Grounding

Rooted in Ancestral memory & the dream of our collective liberation…

Project Tallawah is led by and for Black/Global Majority women (BGM) who have been minoritised in the geopolitical North i.e. women who are defined in the UK policy context as Black and minority ethnic (BME) or who may also choose to define as Women of Colour (WOC).

We are deliberate in our centring of Black, African and African-Heritage  women, girls and gender expansive people as a foundational element of our practice. This guides all aspects of our work.

We are both located within and in relationship with many communities including Black/global majority feminist activists, creatives, dreamers, community folk who may not define their work as feminist / activist, and disrupters who are working within philanthropy.

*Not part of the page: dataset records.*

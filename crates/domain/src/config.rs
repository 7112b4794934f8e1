//! Runner configuration

use std::time::Duration;

use serde::{Deserialize, Serialize};
#[cfg(feature = "ts-gen")]
use ts_rs::TS;

use crate::constants::{DEFAULT_INTERPRETER, DEFAULT_MAX_OUTPUT_BYTES, DEFAULT_SCRIPT_TIMEOUT_MS};
use crate::errors::{OsaBridgeError, Result};

/// Settings for the script runner.
///
/// Every field is optional when deserializing; missing fields take the
/// defaults (`osascript`, 10 seconds, 10 MiB).
#[derive(Debug, Clone, PartialEq, Eq, Serialize, Deserialize)]
#[cfg_attr(feature = "ts-gen", derive(TS))]
#[cfg_attr(feature = "ts-gen", ts(export))]
#[serde(default)]
pub struct RunnerConfig {
    /// Program the script is piped into. Resolved through `PATH`.
    pub interpreter: String,
    #[cfg_attr(feature = "ts-gen", ts(type = "number"))]
    pub timeout_ms: u64,
    /// Cap applied to stdout and stderr independently.
    #[cfg_attr(feature = "ts-gen", ts(type = "number"))]
    pub max_output_bytes: usize,
}

impl Default for RunnerConfig {
    fn default() -> Self {
        Self {
            interpreter: DEFAULT_INTERPRETER.to_string(),
            timeout_ms: DEFAULT_SCRIPT_TIMEOUT_MS,
            max_output_bytes: DEFAULT_MAX_OUTPUT_BYTES,
        }
    }
}

impl RunnerConfig {
    /// Default settings with a different interpreter program.
    #[must_use]
    pub fn with_interpreter(interpreter: impl Into<String>) -> Self {
        Self { interpreter: interpreter.into(), ..Self::default() }
    }

    /// Timeout as a `Duration`.
    #[must_use]
    pub const fn timeout(&self) -> Duration {
        Duration::from_millis(self.timeout_ms)
    }

    /// Check that the settings describe a runnable configuration.
    ///
    /// # Errors
    /// Returns `OsaBridgeError::Config` for a blank interpreter, a zero
    /// timeout or a zero output cap.
    pub fn validate(&self) -> Result<()> {
        if self.interpreter.trim().is_empty() {
            return Err(OsaBridgeError::Config("interpreter must not be empty".to_string()));
        }
        if self.timeout_ms == 0 {
            return Err(OsaBridgeError::Config("timeout_ms must be greater than zero".to_string()));
        }
        if self.max_output_bytes == 0 {
            return Err(OsaBridgeError::Config(
                "max_output_bytes must be greater than zero".to_string(),
            ));
        }
        Ok(())
    }
}
//! Port interface for script execution
//!
//! Infrastructure provides the process-backed implementation; callers that
//! only build and submit scripts depend on this trait instead.

use osabridge_domain::ScriptExecutionResult;

/// Trait for running a script body through an interpreter
pub trait ScriptRunner: Send + Sync {
    /// Run `script` once and report how it went.
    ///
    /// Blocks until the interpreter exits or the runner gives up on it.
    /// Failures are returned inside the result, never as a panic.
    fn run(&self, script: &str) -> ScriptExecutionResult;

    /// Run `script` and keep its output only if it succeeded with something
    /// to say.
    fn run_optional(&self, script: &str) -> Option<String> {
        self.run(script).into_output()
    }
}
use std::process::ExitCode;

use clap::Parser;
use tracing_subscriber::EnvFilter;

mod cli;

use cli::{Cli, Outcome};

#[tokio::main]
async fn main() -> ExitCode {
    let filter = EnvFilter::try_from_default_env().unwrap_or_else(|_| EnvFilter::new("stowage=info"));
    tracing_subscriber::fmt()
        .with_env_filter(filter)
        .with_writer(std::io::stderr)
        .init();

    match cli::run(Cli::parse()).await {
        Ok(Outcome::Done) => ExitCode::SUCCESS,
        Ok(Outcome::NotFound) => {
            eprintln!("not found");
            ExitCode::from(2)
        }
        Err(e) => {
            eprintln!("error: {e:#}");
            ExitCode::FAILURE
        }
    }
}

Our communities are Black/Global Majority, Indigenous, Disabled, LGBTQ+ and more. We honour our interdependence and we name our positionality. Rather than offering a pretence of objectivity, we are clear that our existence and practice are our Black feminist technology; which centres the liberation of Black girls, women and gender non-conforming people. We are guided by our vision of living loving, joyful lives; where our communities experience freedom, healing, abundance and equity, and a planet where all life is sustained.

We believe that:

  • The dominant economic models are corrupt and violent. We will not define them as ‘broken’ as they were never intended to free us, and they continue to be held in place by a limited but powerful number of humans for the benefit of a limited number of wealthy / financially rich people.

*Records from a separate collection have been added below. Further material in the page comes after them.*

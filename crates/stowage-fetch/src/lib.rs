//! Resolve content hashes through the daemon and fetch verified copies.
//!
//! [`Resolver`] streams candidate locations for a hash. [`FetchPipeline`]
//! downloads each candidate in turn, verifies its digest against the
//! requested hash, and commits the first match into the local
//! [`Store`](stowage_store::Store).

mod error;
mod location;
mod pipeline;
mod resolver;

pub use error::{Error, Result};
pub use location::{CandidateLocation, FileKey};
pub use pipeline::{DOWNLOAD_FILE_PATH, FetchOptions, FetchPipeline, Fetched};
pub use resolver::{FIND_FILE_PATH, Resolver};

  • Colonisation and capitalism are interwoven. The acquisition of wealth is by and large related to historic and contemporary patterns of exploitation including in the plantation economy, the Transatlantic Slave Trade and the occupation of indigenous lands through settler colonialism. 

  • Reforms and adaptations of capitalism have only served to hold systems of power in place.

  • Scarcity has been manufactured to maintain the status quo.  There are enough resources on this planet to enable all of life to be nurtured and supported equitably, outside of the dominant paradigms which feed competition, exploitation  and extraction.

  • Philanthropy, especially as it operates through foundations, corporate social responsibility, and individual giving  by high net worth individuals is not the solution to economic inequality. Indeed the philanthropic industry, arguably, has been part of the problem. However, transformative actions on the part of these actors, along with key shifts including tax reform, debt cancellation (national and individual) and reparative action at the level of states and individual wealth holders, are all part of moving us towards economic justice.